START Data provided

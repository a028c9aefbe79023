//! Photo library capabilities that keep working while the backend is
//! unreachable.
//!
//! `PhotoClient` owns the whole offline subsystem. Construct it once per
//! application, call `init()` to start connectivity tracking and background
//! sync, and `dispose()` before dropping it.

use std::collections::HashMap;
use std::sync::Arc;
use std::time::Duration;
use tokio::sync::watch;
use tracing::{debug, info, warn};
use uuid::Uuid;

use crate::config::Config;
use crate::connectivity::ConnectivityMonitor;
use crate::error::{RemoteError, StoreError, SyncError};
use crate::queue::{ActionPayload, ActionQueue, ActionType, ConflictResolver};
use crate::remote::{execute_payload, LibraryEntry, RemoteApi};
use crate::search::{LocalSearchEngine, ScoredResult, SearchOptions, SearchQuery};
use crate::store::{path_in_dir, CachedPhotoRecord, LocalStore, MetadataRecord};
use crate::sync::{SyncCoordinator, SyncReport, SyncStatus};

/// How a mutation was handled.
#[derive(Debug, Clone, Copy, PartialEq, Eq)]
pub enum MutationOutcome {
    /// The backend confirmed it.
    Applied,
    /// Queued for replay on reconnection.
    Queued(Uuid),
}

#[derive(Debug, Clone, Copy, PartialEq, Eq)]
pub enum SearchSource {
    Remote,
    /// Approximated from the local cache.
    Local,
}

#[derive(Debug, Clone, PartialEq)]
pub struct SearchResults {
    pub source: SearchSource,
    pub hits: Vec<ScoredResult>,
}

pub struct PhotoClient {
    config: Config,
    remote: Arc<dyn RemoteApi>,
    store: Arc<LocalStore>,
    queue: Arc<ActionQueue>,
    monitor: Arc<ConnectivityMonitor>,
    search: LocalSearchEngine,
    sync: Arc<SyncCoordinator>,
}

impl PhotoClient {
    /// Open the cache and queue described by `config`.
    pub async fn build(config: Config, remote: Arc<dyn RemoteApi>) -> Result<Self, StoreError> {
        let store = LocalStore::open(&config.store).await;
        Self::with_store(config, store, remote).await
    }

    pub async fn with_store(
        config: Config,
        store: LocalStore,
        remote: Arc<dyn RemoteApi>,
    ) -> Result<Self, StoreError> {
        let store = Arc::new(store);
        let queue = Arc::new(ActionQueue::open(&store, config.queue.clone()).await?);
        let monitor = Arc::new(ConnectivityMonitor::new(
            remote.clone(),
            config.connectivity.clone(),
        ));
        let search = LocalSearchEngine::new(store.clone(), config.search.clone());
        let sync = Arc::new(SyncCoordinator::new(
            monitor.clone(),
            queue.clone(),
            store.clone(),
            remote.clone(),
            config.sync.clone(),
            config.remote.library_dirs.clone(),
        ));

        Ok(Self {
            config,
            remote,
            store,
            queue,
            monitor,
            search,
            sync,
        })
    }

    /// Establish connectivity and start background sync. Returns whether the
    /// backend is reachable.
    pub async fn init(&self) -> bool {
        let online = self.monitor.force_check().await;
        self.monitor.start();
        self.sync.init();
        info!(
            online,
            durable = self.store.is_supported(),
            pending = self.queue.pending_count(),
            "Photo client initialized"
        );
        online
    }

    pub fn dispose(&self) {
        self.sync.dispose();
        self.monitor.stop();
        info!("Photo client disposed");
    }

    pub fn store(&self) -> &Arc<LocalStore> {
        &self.store
    }

    pub fn queue(&self) -> &Arc<ActionQueue> {
        &self.queue
    }

    pub fn monitor(&self) -> &Arc<ConnectivityMonitor> {
        &self.monitor
    }

    pub fn is_online(&self) -> bool {
        self.monitor.get_status()
    }

    // ========================================================================
    // Mutations
    // ========================================================================

    pub async fn set_favorite(
        &self,
        dir: &str,
        path: &str,
        favorite: bool,
    ) -> Result<MutationOutcome, SyncError> {
        self.mutate(ActionPayload::Favorite {
            dir: dir.to_string(),
            path: path.to_string(),
            favorite,
        })
        .await
    }

    pub async fn set_tags(
        &self,
        dir: &str,
        path: &str,
        tags: &[String],
    ) -> Result<MutationOutcome, SyncError> {
        self.mutate(ActionPayload::SetTags {
            dir: dir.to_string(),
            path: path.to_string(),
            tags: tags.to_vec(),
        })
        .await
    }

    pub async fn delete_photos(
        &self,
        dir: &str,
        paths: &[String],
    ) -> Result<MutationOutcome, SyncError> {
        self.mutate(ActionPayload::Delete {
            dir: dir.to_string(),
            paths: paths.to_vec(),
        })
        .await
    }

    /// Call the backend directly when online, otherwise queue. A direct call
    /// is skipped while an older change to the same resource is still queued,
    /// so replay cannot overwrite it with stale state. Changes queued while
    /// online are handed to the sync loop rather than waiting for the next
    /// reconnection.
    async fn mutate(&self, payload: ActionPayload) -> Result<MutationOutcome, SyncError> {
        let queued_ahead = self
            .queue
            .has_pending_for(payload.action_type(), &payload.resource_key());

        let mut replay_after = Duration::ZERO;
        if self.monitor.get_status() && !queued_ahead {
            let result = tokio::time::timeout(
                self.config.queue.request_timeout(),
                execute_payload(self.remote.as_ref(), &payload),
            )
            .await
            .unwrap_or(Err(RemoteError::Timeout));

            match result {
                Ok(()) => {
                    self.apply_locally(&payload).await;
                    return Ok(MutationOutcome::Applied);
                }
                Err(e) if e.is_permanent() => {
                    warn!(
                        action_type = payload.action_type().as_str(),
                        error = %e,
                        "Backend rejected change"
                    );
                    return Err(e.into());
                }
                Err(e) => {
                    debug!(error = %e, "Backend call failed, queueing");
                    replay_after = self.config.queue.backoff(1);
                }
            }
        }

        let id = self.queue.queue_action(payload.clone()).await?;
        self.apply_locally(&payload).await;
        self.sync.publish_queue_counts();
        if self.monitor.get_status() {
            self.sync.request_sync(replay_after);
        }
        Ok(MutationOutcome::Queued(id))
    }

    /// Mirror a change into the cache so offline views stay consistent.
    async fn apply_locally(&self, payload: &ActionPayload) {
        if let Err(e) = self.try_apply_locally(payload).await {
            warn!(error = %e, "Failed to update cached metadata");
        }
    }

    async fn try_apply_locally(&self, payload: &ActionPayload) -> Result<(), StoreError> {
        let paths = payload.paths();
        let cached: Vec<(String, MetadataRecord)> = self
            .store
            .all_metadata()
            .await?
            .into_iter()
            .filter(|(_, meta)| paths.contains(&meta.path.as_str()))
            .collect();

        match payload {
            ActionPayload::Favorite { favorite, .. } => {
                for (id, mut meta) in cached {
                    meta.favorite = *favorite;
                    self.store.store_metadata(&id, &meta).await?;
                }
            }
            ActionPayload::SetTags { tags, .. } => {
                for (id, mut meta) in cached {
                    meta.tags = tags.iter().cloned().collect();
                    self.store.store_metadata(&id, &meta).await?;
                }
            }
            ActionPayload::Delete { .. } => {
                let photos = self.store.cached_photos().await?;
                let ids = cached
                    .into_iter()
                    .map(|(id, _)| id)
                    .chain(
                        photos
                            .into_iter()
                            .filter(|p| paths.contains(&p.path.as_str()))
                            .map(|p| p.id),
                    );
                for id in ids {
                    self.store.remove_photo(&id).await?;
                }
            }
        }
        Ok(())
    }

    // ========================================================================
    // Queries
    // ========================================================================

    /// Remote search, falling back to the local cache when offline or when
    /// the backend call fails.
    pub async fn search(
        &self,
        dir: &str,
        query: &str,
        options: &SearchOptions,
    ) -> Result<SearchResults, StoreError> {
        if self.monitor.get_status() {
            let result = tokio::time::timeout(
                self.config.queue.request_timeout(),
                self.remote.search(dir, query, options),
            )
            .await
            .unwrap_or(Err(RemoteError::Timeout));

            match result {
                Ok(hits) => {
                    let hits = hits
                        .into_iter()
                        .map(|hit| ScoredResult {
                            last_accessed: self.store.recency(&hit.id),
                            id: hit.id,
                            path: hit.path,
                            score: hit.score,
                            keyword_score: None,
                            similarity: None,
                        })
                        .collect();
                    return Ok(SearchResults {
                        source: SearchSource::Remote,
                        hits,
                    });
                }
                Err(e) => warn!(error = %e, "Remote search failed, using local cache"),
            }
        }

        if !self.search.is_supported() {
            debug!("Local search has no durable cache to work from");
        }
        let options = SearchOptions {
            path_prefix: options.path_prefix.clone().or_else(|| Some(dir.to_string())),
            ..options.clone()
        };
        let hits = self.search.search(&SearchQuery::text(query), &options).await?;
        Ok(SearchResults {
            source: SearchSource::Local,
            hits,
        })
    }

    /// Cached photos most similar to `id`.
    pub async fn find_similar(
        &self,
        id: &str,
        options: &SearchOptions,
    ) -> Result<Vec<ScoredResult>, StoreError> {
        self.search.search(&SearchQuery::similar_to(id), options).await
    }

    /// List `dir`, caching what the backend returns. Offline, or when the
    /// backend is unreachable, serves the cached entries instead.
    pub async fn get_library(&self, dir: &str) -> Result<Vec<LibraryEntry>, SyncError> {
        if self.monitor.get_status() {
            match self.remote.get_library(dir).await {
                Ok(entries) => {
                    for entry in &entries {
                        match self.cache_entry(entry).await {
                            Ok(()) => {}
                            Err(StoreError::QuotaExceeded { needed, .. }) => {
                                warn!(id = %entry.id, needed, "Library entry too large to cache");
                            }
                            Err(e) => return Err(e.into()),
                        }
                    }
                    return Ok(entries);
                }
                Err(e) if e.is_permanent() => return Err(e.into()),
                Err(e) => warn!(error = %e, "Library fetch failed, using local cache"),
            }
        }
        Ok(self.cached_library(dir).await?)
    }

    async fn cache_entry(&self, entry: &LibraryEntry) -> Result<(), StoreError> {
        let mut record = CachedPhotoRecord::new(&entry.id, &entry.path);
        record.thumbnail_ref = entry.thumbnail_ref.clone();
        self.store.store_photo(&record).await?;
        self.store.store_metadata(&entry.id, &entry.metadata).await?;
        if let Some(ref vector) = entry.embedding {
            self.store.store_embedding(&entry.id, vector).await?;
        }
        Ok(())
    }

    async fn cached_library(&self, dir: &str) -> Result<Vec<LibraryEntry>, StoreError> {
        let mut metadata: HashMap<String, MetadataRecord> =
            self.store.all_metadata().await?.into_iter().collect();
        let mut embeddings: HashMap<String, Vec<f32>> = self
            .store
            .all_embeddings()
            .await?
            .into_iter()
            .map(|e| (e.photo_id, e.vector))
            .collect();

        Ok(self
            .store
            .cached_photos()
            .await?
            .into_iter()
            .filter(|photo| path_in_dir(&photo.path, dir))
            .map(|photo| LibraryEntry {
                metadata: metadata
                    .remove(&photo.id)
                    .unwrap_or_else(|| MetadataRecord::new(&photo.path)),
                embedding: embeddings.remove(&photo.id),
                id: photo.id,
                path: photo.path,
                thumbnail_ref: photo.thumbnail_ref,
            })
            .collect())
    }

    /// Open a cached photo, refreshing its recency.
    pub async fn view_photo(&self, id: &str) -> Result<Option<CachedPhotoRecord>, StoreError> {
        self.store.get_photo(id).await
    }

    // ========================================================================
    // Sync
    // ========================================================================

    pub fn status(&self) -> SyncStatus {
        self.sync.status()
    }

    pub fn subscribe_status(&self) -> watch::Receiver<SyncStatus> {
        self.sync.subscribe()
    }

    pub fn register_conflict_resolver(&self, action_type: ActionType, resolver: ConflictResolver) {
        self.sync.register_conflict_resolver(action_type, resolver);
    }

    pub async fn force_sync(&self) -> Result<SyncReport, SyncError> {
        self.sync.force_sync().await
    }

    pub async fn enhanced_sync(&self) -> Result<SyncReport, SyncError> {
        self.sync.enhanced_sync().await
    }
}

END Data provided

→ What you are asked to do: Some lines in the records may hold "SearchSource"; state how many do, and give no more than that number.

→ Response: 4